Kathy Donaghy June 10 2018
Any debate around the legalisation of cannabis must take into account the harm it causes, one of the country's leading psychiatrists has warned.
Consultant psychiatrist Dr Matthew Sadlier is calling for a public health campaign to educate people about the dangers of cannabis use.
As attitudes to cannabis use become more relaxed and tolerance increases in society in general, Dr Sadlier says many young people's lives are being wrecked by habitual use of the drug - and that this side of the story is not being heard.
In his work as a general adult psychiatrist in north Dublin over the last five years, he says he could comfortably say that a third of all his patients had been referred because of cannabis.
"There are people out there who have developed long-term psychotic illnesses from smoking cannabis. If they'd never smoked it, they would never have developed it. We know that acute usage causes neurological conditions. The question is does it have a long-term effect?

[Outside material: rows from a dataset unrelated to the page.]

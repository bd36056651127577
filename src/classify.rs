use crate::rating::QualityLabel;

/// Reported for every record; view counts do not feed the bucket.
pub const POPULARITY_LABEL: &str = "High";

#[derive(Copy, Clone, Debug, Eq, PartialEq)]
pub enum QualityBucket {
    High,
    Medium,
    Low,
}

impl QualityBucket {
    pub fn as_str(self) -> &'static str {
        match self {
            Self::High => "High",
            Self::Medium => "Medium",
            Self::Low => "Low",
        }
    }

    pub fn score(self) -> i64 {
        match self {
            Self::High => 3,
            Self::Medium => 2,
            Self::Low => 1,
        }
    }
}

#[derive(Copy, Clone, Debug, Eq, PartialEq)]
pub struct Classification {
    pub bucket: QualityBucket,
    pub score: i64,
}

/// `Stub`/`Start` capitalized, other labels uppercased, missing as `NA`.
pub fn display_label(label: Option<&QualityLabel>) -> String {
    match label.map(QualityLabel::as_str) {
        None => "NA".to_string(),
        Some(value @ ("stub" | "start")) => {
            let mut chars = value.chars();
            chars
                .next()
                .map(|first| first.to_uppercase().chain(chars).collect())
                .unwrap_or_default()
        }
        Some(value) => value.to_uppercase(),
    }
}

pub fn classify(rating: Option<&QualityLabel>, prediction: Option<&QualityLabel>) -> Classification {
    let rating = display_label(rating);
    let prediction = display_label(prediction);
    let bucket = bucket_for(&rating, &prediction);

    Classification {
        bucket,
        score: bucket.score(),
    }
}

fn bucket_for(rating: &str, prediction: &str) -> QualityBucket {
    if matches!(rating, "FA" | "A" | "GA") || matches!(prediction, "FA" | "GA") {
        QualityBucket::High
    } else if matches!(prediction, "B" | "C") {
        QualityBucket::Medium
    } else if matches!(rating, "B" | "C") && matches!(prediction, "NA" | "Start" | "Stub") {
        QualityBucket::Medium
    } else {
        QualityBucket::Low
    }
}

#[cfg(test)]
mod tests {
    use super::{QualityBucket, classify, display_label};
    use crate::rating::{QualityLabel, RatingScale};

    fn label(raw: &str) -> Option<QualityLabel> {
        RatingScale::new(&["stub", "start", "c", "b", "ga", "a", "fa"])
            .expect("valid scale")
            .resolve(raw)
    }

    fn bucket(rating: &str, prediction: &str) -> (QualityBucket, i64) {
        let rating = label(rating);
        let prediction = label(prediction);
        let result = classify(rating.as_ref(), prediction.as_ref());
        (result.bucket, result.score)
    }

    #[test]
    fn display_labels_follow_casing_rules() {
        assert_eq!(display_label(label("stub").as_ref()), "Stub");
        assert_eq!(display_label(label("start").as_ref()), "Start");
        assert_eq!(display_label(label("ga").as_ref()), "GA");
        assert_eq!(display_label(None), "NA");
    }

    #[test]
    fn featured_rating_is_high() {
        assert_eq!(bucket("fa", "na"), (QualityBucket::High, 3));
        assert_eq!(bucket("a", "stub"), (QualityBucket::High, 3));
        assert_eq!(bucket("stub", "ga"), (QualityBucket::High, 3));
    }

    #[test]
    fn a_class_prediction_alone_is_not_high() {
        assert_eq!(bucket("na", "a"), (QualityBucket::Low, 1));
    }

    #[test]
    fn mid_prediction_is_medium() {
        assert_eq!(bucket("na", "b"), (QualityBucket::Medium, 2));
        assert_eq!(bucket("stub", "c"), (QualityBucket::Medium, 2));
    }

    #[test]
    fn mid_rating_needs_weak_or_missing_prediction() {
        assert_eq!(bucket("b", "na"), (QualityBucket::Medium, 2));
        assert_eq!(bucket("c", "start"), (QualityBucket::Medium, 2));
        assert_eq!(bucket("b", "a"), (QualityBucket::Low, 1));
    }

    #[test]
    fn nothing_known_is_low() {
        assert_eq!(bucket("na", "na"), (QualityBucket::Low, 1));
        assert_eq!(bucket("start", "stub"), (QualityBucket::Low, 1));
    }

    #[test]
    fn every_combination_lands_in_exactly_one_bucket() {
        let labels = ["na", "stub", "start", "c", "b", "ga", "a", "fa"];
        for rating in labels {
            for prediction in labels {
                let (bucket, score) = bucket(rating, prediction);
                assert_eq!(bucket.score(), score);
                assert!((1..=3).contains(&score), "{rating}/{prediction}");
            }
        }
    }
}
use std::fs;
use std::io::{self, Write};

use anyhow::{Context, Result};
use tracing::info;

use crate::classify::display_label;
use crate::cli::AssessArgs;
use crate::commands::SiteContext;
use crate::rating::AssessmentExtractor;

pub fn run(args: AssessArgs) -> Result<()> {
    let context = SiteContext::load(&args.site)?;
    let extractor = AssessmentExtractor::new(context.rating_scale()?);

    let wikitext = fs::read_to_string(&args.talk_file)
        .with_context(|| format!("failed to read talk page file: {}", args.talk_file.display()))?;
    let rating = extractor.extract(&wikitext);

    info!(
        path = %args.talk_file.display(),
        scale = %extractor.scale().labels().join(","),
        rated = rating.is_some(),
        "assessed talk page"
    );

    let mut output = io::stdout().lock();
    writeln!(output, "{}", display_label(rating.as_ref()))?;
    Ok(())
}
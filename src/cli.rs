use std::path::PathBuf;

use clap::{Args, Parser, Subcommand};

#[derive(Parser, Debug)]
#[command(
    name = "popqual",
    version,
    about = "Popularity and quality classification for Wikipedia articles"
)]
pub struct Cli {
    #[command(subcommand)]
    pub command: Commands,
}

#[derive(Subcommand, Debug)]
pub enum Commands {
    Run(RunArgs),
    Assess(AssessArgs),
    Views(ViewsArgs),
    Predict(PredictArgs),
}

#[derive(Args, Debug, Clone)]
pub struct SiteArgs {
    #[arg(long)]
    pub lang: String,

    #[arg(long)]
    pub config: Option<PathBuf>,
}

#[derive(Args, Debug, Clone)]
pub struct RunArgs {
    #[command(flatten)]
    pub site: SiteArgs,

    #[arg(long = "title")]
    pub titles: Vec<String>,

    #[arg(long)]
    pub titles_file: Option<PathBuf>,

    #[arg(long, default_value_t = false)]
    pub json: bool,

    #[arg(long)]
    pub manifest_path: Option<PathBuf>,
}

#[derive(Args, Debug, Clone)]
pub struct AssessArgs {
    #[command(flatten)]
    pub site: SiteArgs,

    #[arg(long)]
    pub talk_file: PathBuf,
}

#[derive(Args, Debug, Clone)]
pub struct ViewsArgs {
    #[command(flatten)]
    pub site: SiteArgs,

    #[arg(long)]
    pub title: String,
}

#[derive(Args, Debug, Clone)]
pub struct PredictArgs {
    #[command(flatten)]
    pub site: SiteArgs,

    #[arg(long)]
    pub title: String,
}
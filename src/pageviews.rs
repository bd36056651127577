use anyhow::{Context, Result, bail};
use chrono::{Days, NaiveDate};
use reqwest::Url;
use serde_json::Value;
use tracing::{debug, warn};

use crate::config::PageviewSettings;
use crate::http::{FetchError, HttpTransport, Pause, RetryPolicy};
use crate::model::{ArticleRecord, PageviewWindowSummary};
use crate::util::compact_date;

#[derive(Debug, Clone, Copy, PartialEq, Eq)]
pub struct PageviewWindow {
    pub start: NaiveDate,
    pub end: NaiveDate,
}

impl PageviewWindow {
    /// Fourteen days ending two days before `today`.
    pub fn ending_before(today: NaiveDate) -> Self {
        Self {
            start: today - Days::new(15),
            end: today - Days::new(2),
        }
    }

    pub fn summary(&self) -> PageviewWindowSummary {
        PageviewWindowSummary {
            start: compact_date(self.start),
            end: compact_date(self.end),
        }
    }
}

pub struct PageviewAggregator<'a> {
    transport: &'a dyn HttpTransport,
    pause: &'a dyn Pause,
    base: Url,
    lang: String,
    window: PageviewWindow,
    retry: RetryPolicy,
}

impl<'a> PageviewAggregator<'a> {
    pub fn new(
        lang: &str,
        settings: &PageviewSettings,
        today: NaiveDate,
        transport: &'a dyn HttpTransport,
        pause: &'a dyn Pause,
    ) -> Result<Self> {
        let base = Url::parse(&settings.api_url)
            .with_context(|| format!("invalid pageview API URL: {}", settings.api_url))?;
        if base.cannot_be_a_base() {
            bail!("pageview API URL cannot take path segments: {}", settings.api_url);
        }

        Ok(Self {
            transport,
            pause,
            base,
            lang: lang.to_string(),
            window: PageviewWindow::ending_before(today),
            retry: RetryPolicy::new(settings.max_attempts, settings.retry_delay_ms),
        })
    }

    pub fn window(&self) -> PageviewWindow {
        self.window
    }

    pub fn url_for(&self, title: &str) -> Url {
        let project = format!("{}.wikipedia", self.lang);
        let start = compact_date(self.window.start);
        let end = compact_date(self.window.end);
        let article = title.replace(' ', "_");

        let mut url = self.base.clone();
        if let Ok(mut segments) = url.path_segments_mut() {
            segments.pop_if_empty().extend([
                project.as_str(),
                "all-access",
                "all-agents",
                article.as_str(),
                "daily",
                start.as_str(),
                end.as_str(),
            ]);
        }
        url
    }

    pub fn average_views(&self, title: &str) -> Option<f64> {
        let url = self.url_for(title);
        let items = self.retry.run(self.pause, "pageviews", || {
            let body = self.transport.get(&url)?.into_json()?;
            let items = body
                .get("items")
                .and_then(Value::as_array)
                .ok_or_else(|| FetchError::Malformed("missing items".to_string()))?;
            if items.is_empty() {
                return Err(FetchError::Empty);
            }
            Ok(items.clone())
        });

        let items = match items {
            Ok(items) => items,
            Err(err) => {
                warn!(title, error = %err, "no pageview data");
                return None;
            }
        };

        let average = average_of(&items);
        debug!(title, days = items.len(), average = ?average, "aggregated pageviews");
        average
    }

    pub fn apply(&self, mut record: ArticleRecord) -> ArticleRecord {
        if record.average_views.is_none() {
            record.average_views = self.average_views(&record.title);
        }
        record
    }
}

/// Items without a numeric `views` field are left out of both sum and count.
fn average_of(items: &[Value]) -> Option<f64> {
    let (total, days) = items
        .iter()
        .filter_map(|item| item.get("views").and_then(Value::as_f64))
        .fold((0.0, 0usize), |(total, days), views| (total + views, days + 1));

    (days > 0).then(|| total / days as f64)
}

"We know that the younger you start smoking it, the more likely it is to have a lasting, damaging effect. What gets my blood boiling is that it's also carcinogenic. We have spent 40 years getting cigarette smoking down, but smoking cannabis has the same negative effects as cigarette smoking," says Dr Sadlier.
"I think there has to be a public health campaign because the information out there for young people is very confused. We have people speaking up for the medicinal effects. Street cannabis is a very different thing and it's very dangerous," he says.
"I have seen families ripped apart by cannabis use. I've seen people with good futures ahead of them fall into apathy due to chronic cannabis use. People need to be educated about this. In my opinion, it's much more dangerous than alcohol," says Dr Sadlier.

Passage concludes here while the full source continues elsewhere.